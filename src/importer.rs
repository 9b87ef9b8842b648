use std::collections::HashSet;
use std::path::Path;

use chrono::NaiveDate;
use rusqlite::{Connection, Transaction, TransactionBehavior};
use serde::Serialize;
use sha2::{Digest, Sha256};

use crate::ai::AiCategorizer;
use crate::categorizer::{record_hit, Classification, Classifier, ClassifyInput};
use crate::error::Result;
use crate::expenses;
use crate::invoices::{self, BatchStats};
use crate::models::{Candidate, InvoiceStatus, RowError};
use crate::normalizer::{self, CsvFormat, Normalized};

/// Row errors quoted in a failed invoice's message.
const QUOTED_ERRORS: usize = 5;

pub fn compute_checksum(content: &[u8]) -> String {
    let mut hasher = Sha256::new();
    hasher.update(content);
    hex::encode(hasher.finalize())
}

#[derive(Debug, Clone)]
pub struct ImportOptions {
    pub format: CsvFormat,
    /// Fraction of unparseable rows above which the whole batch fails.
    pub max_error_ratio: f64,
}

impl Default for ImportOptions {
    fn default() -> Self {
        Self {
            format: CsvFormat::default(),
            max_error_ratio: 0.5,
        }
    }
}

#[derive(Debug, Clone, Serialize)]
pub struct ImportReport {
    pub invoice_id: i64,
    pub filename: String,
    pub status: InvoiceStatus,
    pub imported: usize,
    pub duplicates: usize,
    pub failed_rows: usize,
    pub uncategorized: usize,
    pub total_amount: f64,
    pub row_errors: Vec<RowError>,
    pub error_message: Option<String>,
}

// ---------------------------------------------------------------------------
// import_upload
// ---------------------------------------------------------------------------

pub async fn import_file<A: AiCategorizer>(
    conn: &Connection,
    classifier: &Classifier<A>,
    options: &ImportOptions,
    user: &str,
    path: &Path,
    today: NaiveDate,
) -> Result<ImportReport> {
    let content = std::fs::read(path)?;
    let filename = path
        .file_name()
        .map(|n| n.to_string_lossy().to_string())
        .unwrap_or_else(|| path.display().to_string());
    import_upload(conn, classifier, options, user, &filename, &content, today).await
}

/// Runs one upload through normalize, duplicate filtering, classification and
/// persistence, tracking it as an Invoice.
///
/// A rejected batch is not an error: the Invoice is marked failed and the
/// report says why. `Err` means the store itself failed; the Invoice is then
/// left in `processing` with nothing persisted.
pub async fn import_upload<A: AiCategorizer>(
    conn: &Connection,
    classifier: &Classifier<A>,
    options: &ImportOptions,
    user: &str,
    filename: &str,
    content: &[u8],
    today: NaiveDate,
) -> Result<ImportReport> {
    let checksum = compute_checksum(content);
    if let Some(previous) = invoices::find_by_checksum(conn, user, &checksum)? {
        log::info!("{filename:?} has the same content as invoice {previous}; rows will be checked for duplicates");
    }
    let invoice_id = invoices::create(conn, user, filename, Some(&checksum))?;
    invoices::transition(conn, invoice_id, InvoiceStatus::Pending, InvoiceStatus::Processing)?;

    let mut report = ImportReport {
        invoice_id,
        filename: filename.to_string(),
        status: InvoiceStatus::Processing,
        imported: 0,
        duplicates: 0,
        failed_rows: 0,
        uncategorized: 0,
        total_amount: 0.0,
        row_errors: Vec::new(),
        error_message: None,
    };

    let normalized = match normalizer::normalize(content, &options.format, today) {
        Ok(normalized) => normalized,
        Err(e) => {
            fail(conn, &mut report, e.to_string(), &BatchStats::default())?;
            return Ok(report);
        }
    };
    report.failed_rows = normalized.errors.len();
    if let Some(message) = batch_failure(&normalized, options.max_error_ratio) {
        let stats = BatchStats {
            row_count: normalized.total_rows as i64,
            error_rows: normalized.errors.len() as i64,
            ..BatchStats::default()
        };
        report.row_errors = normalized.errors;
        fail(conn, &mut report, message, &stats)?;
        return Ok(report);
    }

    let Normalized {
        candidates,
        errors,
        total_rows,
    } = normalized;
    report.row_errors = errors;

    let mut seen = HashSet::new();
    let mut fresh = Vec::with_capacity(candidates.len());
    for candidate in candidates {
        let key = candidate.key();
        if !seen.insert(key.clone()) || expenses::is_duplicate(conn, user, &key)? {
            report.duplicates += 1;
            continue;
        }
        fresh.push(candidate);
    }

    let inputs: Vec<ClassifyInput> = fresh
        .iter()
        .map(|c| ClassifyInput {
            merchant: &c.merchant,
            description: &c.description,
            amount: c.amount,
        })
        .collect();
    let classifications = classifier.classify_all(&inputs).await;

    let mut stats = BatchStats {
        row_count: total_rows as i64,
        error_rows: report.failed_rows as i64,
        ..BatchStats::default()
    };
    if let Err(e) = persist(conn, user, invoice_id, &fresh, &classifications, &mut stats, &mut report) {
        log::error!("invoice {invoice_id}: persisting {filename:?} failed, left in processing: {e}");
        return Err(e);
    }
    report.status = InvoiceStatus::Processed;
    Ok(report)
}

fn fail(conn: &Connection, report: &mut ImportReport, message: String, stats: &BatchStats) -> Result<()> {
    invoices::mark_failed(conn, report.invoice_id, &message, stats)?;
    report.status = InvoiceStatus::Failed;
    report.error_message = Some(message);
    Ok(())
}

/// Why a normalized batch should be rejected as a whole, if it should.
fn batch_failure(normalized: &Normalized, max_error_ratio: f64) -> Option<String> {
    let total = normalized.total_rows;
    if total == 0 {
        return Some("File has no data rows".to_string());
    }
    let failed = normalized.errors.len();
    let ratio = failed as f64 / total as f64;
    if normalized.candidates.is_empty() || ratio > max_error_ratio {
        let reasons: Vec<String> = normalized
            .errors
            .iter()
            .take(QUOTED_ERRORS)
            .map(|e| e.to_string())
            .collect();
        let mut message = format!("{failed} of {total} rows failed: {}", reasons.join("; "));
        if failed > QUOTED_ERRORS {
            message.push_str(&format!("; and {} more", failed - QUOTED_ERRORS));
        }
        return Some(message);
    }
    None
}

/// Inserts the batch and closes the invoice in one write transaction. The
/// duplicate check is repeated here because another upload may have
/// committed the same rows since the pre-filter ran.
fn persist(
    conn: &Connection,
    user: &str,
    invoice_id: i64,
    fresh: &[Candidate],
    classifications: &[Classification],
    stats: &mut BatchStats,
    report: &mut ImportReport,
) -> Result<()> {
    let tx = Transaction::new_unchecked(conn, TransactionBehavior::Immediate)?;
    let mut imported = 0usize;
    let mut late_duplicates = 0usize;
    let mut uncategorized = 0usize;
    let mut total = 0.0;
    for (candidate, classification) in fresh.iter().zip(classifications) {
        if expenses::is_duplicate(&tx, user, &candidate.key())? {
            late_duplicates += 1;
            continue;
        }
        expenses::insert_candidate(&tx, user, invoice_id, candidate, classification)?;
        if let Some(rule_id) = classification.rule_id() {
            record_hit(&tx, rule_id)?;
        }
        if *classification == Classification::Default {
            uncategorized += 1;
        }
        imported += 1;
        total += candidate.amount;
    }
    let total = (total * 100.0).round() / 100.0;

    stats.expense_count = imported as i64;
    stats.duplicate_rows = (report.duplicates + late_duplicates) as i64;
    stats.total_amount = total;
    invoices::mark_processed(&tx, invoice_id, stats)?;
    tx.commit()?;

    report.imported = imported;
    report.duplicates += late_duplicates;
    report.uncategorized = uncategorized;
    report.total_amount = total;
    Ok(())
}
_ _ _
[What this task involves] Your answer should be the lines of the records that include the word "struct".

[Completed exercise]
pub struct ImportOptions {
pub struct ImportReport {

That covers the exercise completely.